Von 2006 bis 2012 leitete Belohlavek mit großem Erfolg das BBC-Symphonie-Orchester, einen der wichtigsten Klangkörper in Großbritannien. Dabei dirigierte er das Orchester dreimal bei der legendären «Last Night of the Proms». Für seine Leistungen in London zeichnete ihn Königin Elisabeth II. mit dem britischen Verdienstorden «Commander of the British Empire» aus.

«Die Tschechische Philharmonie und die tschechische Kultur haben mit dem Tod Belohlaveks eine große Persönlichkeit verloren, die das Land in der ganzen Welt berühmt gemacht hat», teilte Ministerpräsident Bohuslav Sobotka am Donnerstag mit. Zuletzt hatte sich der Gesundheitszustand des Maestros verschlechtert. Beim Festival Prager Frühling und bei den Musikfestspielen Dresden musste Belohlavek den Taktstock an Petr Altrichter übergeben.

Musikkritiker hoben die Professionalität Belohlaveks, seine Aufmerksamkeit für Details und sein Gespür für die Klangfarben hervor. Der am 24. Februar 1946 in Prag geborene Belohlavek studierte Violoncello am Prager Konservatorium, bevor er den Dirigentenstab ergriff und bei Sergiu Celibidache Meisterstunden nahm. Der rumänische Star-Dirigent war für seine langsamen Tempi berühmt-berüchtigt.

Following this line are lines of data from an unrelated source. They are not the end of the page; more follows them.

use crate::harness::{DEFAULT_ITERATIONS, FailurePolicy, GradCheckConfig, SweepConfig};
use clap::Parser;
use std::path::PathBuf;

/// Randomised forward and gradient checks for `mul_mat`
#[derive(Parser, Debug, Clone, PartialEq)]
#[command(name = "mulmat-check")]
#[command(version)]
pub struct Cli {
    /// Number of sweep iterations
    #[arg(env = "MULMAT_NLOOP", default_value_t = DEFAULT_ITERATIONS)]
    pub iterations: usize,

    /// Base seed; iteration i uses seed + i. Random when omitted
    #[arg(long)]
    pub seed: Option<u64>,

    /// Keep sweeping after a failure and report every failing case
    #[arg(long)]
    pub keep_going: bool,

    /// Write Graphviz dumps of the gradient-check graphs into this directory
    #[arg(long, value_name = "DIR")]
    pub dot_dir: Option<PathBuf>,

    /// Debug logging (operand matrices, graph sizes)
    #[arg(short, long)]
    pub verbose: bool,
}

impl Cli {
    pub fn sweep_config(&self) -> SweepConfig {
        SweepConfig {
            iterations: self.iterations,
            seed: self.seed,
            policy: if self.keep_going {
                FailurePolicy::Aggregate
            } else {
                FailurePolicy::FailFast
            },
            gradcheck: GradCheckConfig {
                dot_dir: self.dot_dir.clone(),
                ..GradCheckConfig::default()
            },
            ..SweepConfig::default()
        }
    }
}

#[cfg(test)]
mod tests {
    use super::*;

    #[test]
    fn test_defaults() {
        let cli = Cli::try_parse_from(["mulmat-check"]).unwrap();
        // MULMAT_NLOOP may be set in the environment running the tests
        if std::env::var_os("MULMAT_NLOOP").is_none() {
            assert_eq!(cli.iterations, 500);
        }
        let config = cli.sweep_config();
        assert_eq!(config.policy, FailurePolicy::FailFast);
        assert_eq!(config.seed, None);
        assert_eq!(config.gradcheck, GradCheckConfig::default());
    }

    #[test]
    fn test_positional_and_flags() {
        let cli = Cli::try_parse_from([
            "mulmat-check",
            "25",
            "--seed",
            "1234",
            "--keep-going",
            "--dot-dir",
            "/tmp/graphs",
            "-v",
        ])
        .unwrap();
        assert_eq!(cli.iterations, 25);
        assert!(cli.verbose);
        let config = cli.sweep_config();
        assert_eq!(config.iterations, 25);
        assert_eq!(config.seed, Some(1234));
        assert_eq!(config.policy, FailurePolicy::Aggregate);
        assert_eq!(config.gradcheck.dot_dir, Some(PathBuf::from("/tmp/graphs")));
        assert_eq!(config.max_grad_dims, 2);
    }

    #[test]
    fn test_rejects_non_numeric_count() {
        assert!(Cli::try_parse_from(["mulmat-check", "many"]).is_err());
    }
}
use crate::dtype::DType;
use crate::ops::Op;

/// Maximum number of logical dimensions a tensor can have.
pub const MAX_DIMS: usize = 4;

/// Handle to a tensor living inside a [`Context`](crate::Context).
///
/// Handles are plain indices tagged with the id of the arena that issued
/// them. Releasing the arena bumps its id, so a handle that outlives its
/// arena trips a debug assertion on the next access instead of aliasing
/// whatever tensor was allocated into the same slot.
#[derive(Clone, Copy, Debug, PartialEq, Eq, Hash, PartialOrd, Ord)]
pub struct TensorId {
    pub(crate) arena: u64,
    pub(crate) index: usize,
}

impl TensorId {
    /// Position of the tensor inside its arena, in allocation order.
    #[must_use]
    pub fn index(&self) -> usize {
        self.index
    }
}

// ===== RAW TENSOR STRUCTURE =====

/// Tensor metadata stored in the arena.
///
/// Fields:
/// - `ne`: elements per dimension, dimension 0 varies fastest; unused slots are 1
/// - `nb`: byte stride per dimension; views may permute these
/// - `storage`/`offset`: which arena buffer holds the data and where (in bytes) it starts
/// - `op`/`src`: the operation that produces this tensor and its inputs
/// - `grad`: gradient tensor of identical shape, if this tensor is differentiable
#[derive(Clone)]
pub struct RawTensor {
    pub dtype: DType,
    pub n_dims: usize,
    pub ne: [usize; MAX_DIMS],
    pub nb: [usize; MAX_DIMS],
    pub op: Op,
    pub src: [Option<TensorId>; 2],
    pub grad: Option<TensorId>,
    pub is_param: bool,
    pub name: String,
    pub(crate) storage: usize,
    pub(crate) offset: usize,
}

impl std::fmt::Debug for RawTensor {
    fn fmt(&self, f: &mut std::fmt::Formatter<'_>) -> std::fmt::Result {
        f.debug_struct("Tensor")
            .field("name", &self.name)
            .field("op", &self.op)
            .field("ne", &self.ne)
            .field("nb", &self.nb)
            .field("is_param", &self.is_param)
            .field("has_grad", &self.grad.is_some())
            .finish()
    }
}

impl RawTensor {
    /// Logical shape, trimmed to `n_dims`
    pub fn shape(&self) -> &[usize] {
        &self.ne[..self.n_dims]
    }

    pub fn nelements(&self) -> usize {
        self.ne.iter().product()
    }

    /// True when the strides match a freshly allocated row-major buffer
    pub fn is_contiguous(&self) -> bool {
        self.nb == contiguous_strides(&self.ne, self.dtype.size_of())
    }

    /// True for views whose first two dimensions were swapped
    pub fn is_transposed(&self) -> bool {
        self.nb[0] > self.nb[1]
    }

    pub fn same_shape(&self, other: &RawTensor) -> bool {
        self.ne == other.ne
    }

    /// Element offset into the backing storage for a logical coordinate.
    ///
    /// Every read and write goes through here, so views never assume
    /// contiguity.
    pub fn element_index(&self, coords: [usize; MAX_DIMS]) -> usize {
        debug_assert!(
            coords.iter().zip(&self.ne).all(|(c, n)| c < n),
            "coordinate {coords:?} out of bounds for {:?}",
            self.ne
        );
        let bytes = self.offset
            + coords
                .iter()
                .zip(&self.nb)
                .map(|(c, s)| c * s)
                .sum::<usize>();
        bytes / self.dtype.size_of()
    }

    /// Convert a flat index (dimension 0 fastest) into a coordinate
    pub fn unravel(&self, flat: usize) -> [usize; MAX_DIMS] {
        let mut coords = [0; MAX_DIMS];
        let mut rem = flat;
        for (c, &n) in coords.iter_mut().zip(&self.ne) {
            *c = rem % n;
            rem /= n;
        }
        coords
    }
}

/// Byte strides of a contiguous tensor: `nb[0]` is the element size and
/// `nb[i] = nb[i-1] * ne[i-1]`.
pub fn contiguous_strides(ne: &[usize; MAX_DIMS], elem_size: usize) -> [usize; MAX_DIMS] {
    let mut nb = [0; MAX_DIMS];
    nb[0] = elem_size;
    for i in 1..MAX_DIMS {
        nb[i] = nb[i - 1] * ne[i - 1];
    }
    nb
}

/// Pad a shape slice to four slots with trailing ones
pub fn pad_shape(shape: &[usize]) -> [usize; MAX_DIMS] {
    let mut ne = [1; MAX_DIMS];
    ne[..shape.len()].copy_from_slice(shape);
    ne
}

/// Iterate over every coordinate of `ne` with dimension 0 varying fastest
pub fn coords(ne: [usize; MAX_DIMS]) -> impl Iterator<Item = [usize; MAX_DIMS]> {
    let total: usize = ne.iter().product();
    (0..total).map(move |flat| {
        let mut c = [0; MAX_DIMS];
        let mut rem = flat;
        for d in 0..MAX_DIMS {
            c[d] = rem % ne[d];
            rem /= ne[d];
        }
        c
    })
}
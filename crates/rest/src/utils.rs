//! Utility macros used across the crate.

/// Returns early with an error if a condition is not met.
///
/// This is the `Result` counterpart of `assert!`: validation code reads as a list of
/// preconditions instead of nested `if` blocks.
///
/// # Arguments
///
/// * `$predicate` - A boolean expression that should evaluate to true
/// * `$error` - The error value to return if the predicate is false
macro_rules! ensure {
    ($predicate:expr, $error:expr) => {
        if !$predicate {
            return Err($error);
        }
    };
}

pub(crate) use ensure;
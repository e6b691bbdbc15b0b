//! The hot-swappable pair of route table and converter registry, and the per-request
//! [`Exchange`] resolved against it.
//!
//! A [`RestService`] holds the active [`Snapshot`] in an [`ArcSwap`]. Publishing a new
//! snapshot replaces router and registry together in one atomic store, so a request sees
//! either the old pair or the new pair, never a mix. An [`Exchange`] keeps the snapshot it
//! was resolved against alive until the response is written.

use crate::converter::{ConverterRegistry, Entity};
use crate::entity_type::EntityType;
use crate::error::{ConversionError, NegotiationError, RestError, RouteTableError};
use crate::media_type::MediaType;
use crate::negotiation::{acceptable_media_types, content_type};
use crate::router::{Arguments, BoundArguments, Route, RouteMatch, Router};
use arc_swap::ArcSwap;
use bytes::Bytes;
use http::request::Parts;
use http::{HeaderValue, Response, StatusCode, Version, header};
use http_body::Body;
use http_body_util::BodyExt;
use mime::Mime;
use std::any::Any;
use std::fmt;
use std::fmt::Display;
use std::sync::Arc;
use tracing::{error, info};

/// One immutable router and registry pair.
#[derive(Debug)]
pub struct Snapshot<H> {
    router: Router<H>,
    registry: ConverterRegistry,
}

impl<H> Snapshot<H> {
    pub fn new(router: Router<H>, registry: ConverterRegistry) -> Self {
        Self { router, registry }
    }

    #[inline]
    pub fn router(&self) -> &Router<H> {
        &self.router
    }

    #[inline]
    pub fn registry(&self) -> &ConverterRegistry {
        &self.registry
    }
}

pub struct RestService<H> {
    current: ArcSwap<Snapshot<H>>,
}

impl<H> RestService<H> {
    pub fn new(router: Router<H>, registry: ConverterRegistry) -> Self {
        Self { current: ArcSwap::from_pointee(Snapshot::new(router, registry)) }
    }

    /// The active snapshot.
    pub fn snapshot(&self) -> Arc<Snapshot<H>> {
        self.current.load_full()
    }

    /// Atomically replaces the active snapshot. Exchanges already in flight keep the
    /// snapshot they started with.
    pub fn publish(&self, router: Router<H>, registry: ConverterRegistry) {
        let routes = router.len();
        self.current.store(Arc::new(Snapshot::new(router, registry)));
        info!(routes, "published new route snapshot");
    }

    /// Compiles `routes` and publishes them with `registry`. On failure the active snapshot
    /// stays in place.
    pub fn reload(
        &self,
        routes: impl IntoIterator<Item = Route<H>>,
        registry: ConverterRegistry,
    ) -> Result<(), RouteTableError> {
        match Router::load(routes) {
            Ok(router) => {
                self.publish(router, registry);
                Ok(())
            }
            Err(e) => {
                error!(cause = %e, "rejected route table, keeping the active snapshot");
                Err(e)
            }
        }
    }

    /// Resolves a request head against the active snapshot.
    ///
    /// Routing, argument coercion and the availability of request and response
    /// representations are all checked here, before any handler runs.
    ///
    /// # Errors
    ///
    /// Any [`RestError`] except [`RestError::Decode`] and [`RestError::Encode`].
    pub fn begin(&self, parts: &Parts) -> Result<Exchange<H>, RestError> {
        let snapshot = self.snapshot();
        let target = parts.uri.path_and_query().map_or_else(|| parts.uri.path(), |pq| pq.as_str());

        let route_match = snapshot.router().resolve(&parts.method, target)?;
        let route = route_match.route();
        let bound = route_match.arguments().bind(route, snapshot.registry())?;

        let accept = match route.response_entity() {
            Some(entity_type) => {
                let accept = acceptable_media_types(&parts.headers)?;
                snapshot.registry().lookup_for_encode(entity_type, &accept)?;
                accept
            }
            None => Vec::new(),
        };

        let content_type = match route.request_entity() {
            Some(entity_type) => {
                let content_type = content_type(&parts.headers)?
                    .ok_or_else(|| NegotiationError::MissingContentType { entity: entity_type.to_string() })?;
                snapshot.registry().lookup_for_decode(entity_type, &MediaType::new(content_type.clone()))?;
                Some(content_type)
            }
            None => None,
        };

        Ok(Exchange { snapshot, route_match, bound, accept, content_type, version: parts.version })
    }
}

impl<H> fmt::Debug for RestService<H> {
    fn fmt(&self, f: &mut fmt::Formatter<'_>) -> fmt::Result {
        f.debug_struct("RestService").field("routes", &self.current.load().router().len()).finish()
    }
}

/// A request resolved against one snapshot.
pub struct Exchange<H> {
    snapshot: Arc<Snapshot<H>>,
    route_match: RouteMatch<H>,
    bound: BoundArguments,
    accept: Vec<MediaType>,
    content_type: Option<Mime>,
    version: Version,
}

impl<H> Exchange<H> {
    #[inline]
    pub fn snapshot(&self) -> &Snapshot<H> {
        &self.snapshot
    }

    #[inline]
    pub fn route(&self) -> &Route<H> {
        self.route_match.route()
    }

    #[inline]
    pub fn target(&self) -> &H {
        self.route_match.target()
    }

    /// Raw argument values, as extracted from the request target.
    #[inline]
    pub fn arguments(&self) -> &Arguments {
        self.route_match.arguments()
    }

    /// Arguments coerced to their declared types.
    #[inline]
    pub fn bound(&self) -> &BoundArguments {
        &self.bound
    }

    /// Acceptable response media types; empty when the route has no response entity.
    #[inline]
    pub fn accept(&self) -> &[MediaType] {
        &self.accept
    }

    /// The request's `Content-Type` with its parameters; `None` when the route has no
    /// request entity.
    #[inline]
    pub fn content_type(&self) -> Option<&Mime> {
        self.content_type.as_ref()
    }

    #[inline]
    pub fn version(&self) -> Version {
        self.version
    }

    /// Decodes the request entity from a complete body. `None` when the route declares no
    /// request entity.
    pub fn read_entity(&self, body: Bytes) -> Result<Option<Entity>, RestError> {
        let (Some(entity_type), Some(content_type)) = (self.route().request_entity(), self.content_type.as_ref()) else {
            return Ok(None);
        };
        self.snapshot.registry().decode(body, entity_type, content_type, self.arguments()).map(Some)
    }

    /// Collects `body` and decodes the request entity from it.
    pub async fn read_body<B>(&self, body: B) -> Result<Option<Entity>, RestError>
    where
        B: Body,
        B::Error: Display,
    {
        let bytes = body.collect().await.map_err(|e| RestError::decode(ConversionError::body(e)))?.to_bytes();
        self.read_entity(bytes)
    }

    /// Encodes the response entity with the negotiated media type.
    ///
    /// Routes without a response entity answer `204 No Content` and ignore `entity`.
    pub fn write_entity(&self, entity: &dyn Any) -> Result<Response<Bytes>, RestError> {
        let Some(entity_type) = self.route().response_entity() else {
            let mut response = Response::new(Bytes::new());
            *response.status_mut() = StatusCode::NO_CONTENT;
            return Ok(response);
        };

        let encoded = self.snapshot.registry().encode(entity, entity_type, &self.accept, self.arguments())?;
        let (content_type, body) = encoded.into_parts();
        let content_type = HeaderValue::from_str(content_type.as_ref())
            .map_err(|e| RestError::encode(ConversionError::malformed("content type", e)))?;

        let mut response = Response::new(body);
        response.headers_mut().insert(header::CONTENT_TYPE, content_type);
        response.headers_mut().insert(header::VARY, HeaderValue::from_static("accept"));
        Ok(response)
    }

    /// Renders `error` for the protocol version of this exchange.
    pub fn error_response(&self, error: RestError) -> Response<Bytes> {
        error.into_response(self.version)
    }

    /// The response entity type declared by the route.
    pub fn response_entity(&self) -> Option<&EntityType> {
        self.route().response_entity()
    }
}

impl<H> fmt::Debug for Exchange<H> {
    fn fmt(&self, f: &mut fmt::Formatter<'_>) -> fmt::Result {
        f.debug_struct("Exchange")
            .field("route", &self.route().to_string())
            .field("arguments", self.arguments())
            .field("accept", &self.accept)
            .field("content_type", &self.content_type)
            .field("version", &self.version)
            .finish_non_exhaustive()
    }
}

Von 1990 bis 1992 stand Belohlavek in der Nachfolge der Klassik-Legende Vaclav Neumann ein erstes Mal an der Spitze der Tschechischen Philharmonie, die für ihren warmen Streicherklang bekannt ist. Doch als die Musiker das Recht bekamen, ihren Dirigenten in geheimer Wahl selbst zu bestimmen, endete das Engagement Belohlaveks im Streit. Sie holten mit Gerd Albrecht einen Deutschen ans Pult - damals eine kontroverse Entscheidung. Die Versöhnung kam zum 100-jährigen Bestehen des Orchesters 1999, als Belohlavek und Albrecht je eine Hälfte des Konzerts leiteten.

Belohlaveks Leidenschaft galt vor allem einem Komponisten: Sein Verdienst dürfte es sein, die Werke seines Landsmanns Bohuslav Martinu (1890-1959) zu einem breiteren Publikum verholfen zu haben. Mit dem BBC-Symphonie-Orchester nahm er 2009 alle sechs Symphonien des originellen, aber eher selten gespielten Komponisten auf. Die Musik eines Martinu in der Interpretation von Belohlavek - das sei «ein Feuerwerk der Rhythmen, ein Überschwall der Emotionen, die durchdachte Entstehung von Energie», schrieb einmal ein Kritiker.